How to complete this task
Go through the data and report how many lines include the word "positive", giving only the number.

(Saved data entries)
----------
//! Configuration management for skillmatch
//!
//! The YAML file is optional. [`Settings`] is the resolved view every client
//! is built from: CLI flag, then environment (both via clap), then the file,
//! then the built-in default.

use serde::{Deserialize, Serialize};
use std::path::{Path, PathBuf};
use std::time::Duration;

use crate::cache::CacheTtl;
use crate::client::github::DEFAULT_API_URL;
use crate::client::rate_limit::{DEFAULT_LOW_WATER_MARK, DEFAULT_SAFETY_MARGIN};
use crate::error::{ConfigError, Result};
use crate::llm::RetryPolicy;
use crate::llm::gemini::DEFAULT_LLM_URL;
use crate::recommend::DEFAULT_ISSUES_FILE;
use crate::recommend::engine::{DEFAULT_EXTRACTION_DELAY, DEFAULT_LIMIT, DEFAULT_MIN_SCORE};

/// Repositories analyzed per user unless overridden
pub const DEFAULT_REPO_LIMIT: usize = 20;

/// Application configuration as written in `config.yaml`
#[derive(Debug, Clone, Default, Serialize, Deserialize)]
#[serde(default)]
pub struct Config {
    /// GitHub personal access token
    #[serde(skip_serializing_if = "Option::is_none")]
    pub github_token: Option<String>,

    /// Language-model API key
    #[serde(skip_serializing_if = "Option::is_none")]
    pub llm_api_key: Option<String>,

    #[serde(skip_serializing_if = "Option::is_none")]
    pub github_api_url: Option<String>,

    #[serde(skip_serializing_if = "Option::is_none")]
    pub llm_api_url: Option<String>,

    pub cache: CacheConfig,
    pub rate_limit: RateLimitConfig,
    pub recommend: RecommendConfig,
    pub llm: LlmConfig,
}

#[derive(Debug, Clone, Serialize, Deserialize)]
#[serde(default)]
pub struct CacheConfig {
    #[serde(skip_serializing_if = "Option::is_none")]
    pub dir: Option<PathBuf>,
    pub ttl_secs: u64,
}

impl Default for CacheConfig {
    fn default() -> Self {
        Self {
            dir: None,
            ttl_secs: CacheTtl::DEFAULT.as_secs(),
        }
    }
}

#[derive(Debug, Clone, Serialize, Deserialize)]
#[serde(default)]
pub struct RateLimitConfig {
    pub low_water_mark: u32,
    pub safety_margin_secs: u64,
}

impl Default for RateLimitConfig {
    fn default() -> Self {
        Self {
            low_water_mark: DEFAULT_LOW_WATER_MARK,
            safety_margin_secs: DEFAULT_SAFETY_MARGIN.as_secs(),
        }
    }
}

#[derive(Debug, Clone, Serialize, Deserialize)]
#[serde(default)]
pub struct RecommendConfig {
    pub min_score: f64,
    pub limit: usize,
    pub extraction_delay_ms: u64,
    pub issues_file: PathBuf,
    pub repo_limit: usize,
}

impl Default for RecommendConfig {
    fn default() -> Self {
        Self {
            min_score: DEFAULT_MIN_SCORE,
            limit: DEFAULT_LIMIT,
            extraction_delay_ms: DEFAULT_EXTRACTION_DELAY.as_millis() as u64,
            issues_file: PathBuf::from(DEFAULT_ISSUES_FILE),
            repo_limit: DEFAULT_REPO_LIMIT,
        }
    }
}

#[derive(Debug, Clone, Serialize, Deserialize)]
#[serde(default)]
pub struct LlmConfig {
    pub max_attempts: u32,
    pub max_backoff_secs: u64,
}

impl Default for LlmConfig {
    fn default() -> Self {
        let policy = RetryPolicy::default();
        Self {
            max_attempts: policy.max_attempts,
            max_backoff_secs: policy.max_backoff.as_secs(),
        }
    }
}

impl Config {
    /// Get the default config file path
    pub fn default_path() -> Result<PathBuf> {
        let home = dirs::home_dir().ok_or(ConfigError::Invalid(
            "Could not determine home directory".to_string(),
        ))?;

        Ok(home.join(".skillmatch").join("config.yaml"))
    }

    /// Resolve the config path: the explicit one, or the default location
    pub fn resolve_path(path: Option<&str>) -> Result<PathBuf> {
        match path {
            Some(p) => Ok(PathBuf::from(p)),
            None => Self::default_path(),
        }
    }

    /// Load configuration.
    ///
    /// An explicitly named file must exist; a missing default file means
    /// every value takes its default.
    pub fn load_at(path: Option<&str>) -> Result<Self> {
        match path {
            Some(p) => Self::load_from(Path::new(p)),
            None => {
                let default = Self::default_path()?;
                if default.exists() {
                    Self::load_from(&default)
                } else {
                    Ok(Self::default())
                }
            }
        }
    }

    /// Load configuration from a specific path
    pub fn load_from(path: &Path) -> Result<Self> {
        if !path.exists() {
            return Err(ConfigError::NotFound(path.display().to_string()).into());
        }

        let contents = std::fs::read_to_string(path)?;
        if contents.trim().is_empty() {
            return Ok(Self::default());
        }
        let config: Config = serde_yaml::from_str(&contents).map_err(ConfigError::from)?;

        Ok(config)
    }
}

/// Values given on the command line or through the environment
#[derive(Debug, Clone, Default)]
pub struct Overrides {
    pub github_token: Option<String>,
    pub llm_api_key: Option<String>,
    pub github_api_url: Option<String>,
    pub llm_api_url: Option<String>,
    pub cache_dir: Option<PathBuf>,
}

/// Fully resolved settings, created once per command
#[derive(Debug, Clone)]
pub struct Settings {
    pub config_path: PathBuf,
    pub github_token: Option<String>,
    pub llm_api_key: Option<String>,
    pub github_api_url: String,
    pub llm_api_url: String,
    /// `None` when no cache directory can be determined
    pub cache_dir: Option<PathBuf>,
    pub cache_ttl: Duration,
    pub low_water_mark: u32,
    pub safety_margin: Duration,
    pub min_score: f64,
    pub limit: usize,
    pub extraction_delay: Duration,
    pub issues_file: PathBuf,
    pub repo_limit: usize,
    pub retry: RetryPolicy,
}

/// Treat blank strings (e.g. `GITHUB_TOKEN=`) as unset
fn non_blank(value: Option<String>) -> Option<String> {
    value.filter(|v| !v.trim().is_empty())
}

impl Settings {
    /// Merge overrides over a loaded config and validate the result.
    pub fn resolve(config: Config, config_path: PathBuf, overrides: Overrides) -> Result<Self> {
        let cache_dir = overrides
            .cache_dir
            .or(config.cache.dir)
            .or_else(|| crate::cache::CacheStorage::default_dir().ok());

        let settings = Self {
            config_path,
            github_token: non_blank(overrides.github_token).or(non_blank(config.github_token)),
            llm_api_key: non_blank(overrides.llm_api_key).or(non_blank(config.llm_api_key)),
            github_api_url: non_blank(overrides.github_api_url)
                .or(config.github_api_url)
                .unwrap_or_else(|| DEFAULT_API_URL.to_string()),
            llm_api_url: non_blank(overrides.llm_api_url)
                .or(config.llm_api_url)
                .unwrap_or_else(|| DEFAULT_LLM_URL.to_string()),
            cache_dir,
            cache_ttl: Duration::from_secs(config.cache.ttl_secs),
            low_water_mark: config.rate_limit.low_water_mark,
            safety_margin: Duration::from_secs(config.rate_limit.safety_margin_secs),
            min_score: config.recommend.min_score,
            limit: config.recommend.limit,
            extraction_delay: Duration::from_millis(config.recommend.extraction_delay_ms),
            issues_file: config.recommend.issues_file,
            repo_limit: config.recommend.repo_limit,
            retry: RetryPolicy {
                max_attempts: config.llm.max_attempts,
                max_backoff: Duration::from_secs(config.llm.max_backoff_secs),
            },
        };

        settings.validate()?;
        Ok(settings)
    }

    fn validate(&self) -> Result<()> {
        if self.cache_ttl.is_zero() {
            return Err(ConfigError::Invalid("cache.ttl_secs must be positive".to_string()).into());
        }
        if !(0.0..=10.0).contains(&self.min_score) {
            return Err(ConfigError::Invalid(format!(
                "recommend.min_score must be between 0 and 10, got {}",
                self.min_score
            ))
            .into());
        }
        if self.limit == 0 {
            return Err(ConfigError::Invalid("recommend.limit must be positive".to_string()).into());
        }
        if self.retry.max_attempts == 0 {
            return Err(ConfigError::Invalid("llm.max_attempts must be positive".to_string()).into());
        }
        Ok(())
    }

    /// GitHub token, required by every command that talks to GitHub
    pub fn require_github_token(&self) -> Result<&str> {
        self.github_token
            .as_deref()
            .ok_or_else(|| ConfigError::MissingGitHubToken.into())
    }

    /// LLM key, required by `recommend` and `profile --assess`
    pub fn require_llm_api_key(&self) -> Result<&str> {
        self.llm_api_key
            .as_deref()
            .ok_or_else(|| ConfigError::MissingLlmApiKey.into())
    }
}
----------
Answer to this task
3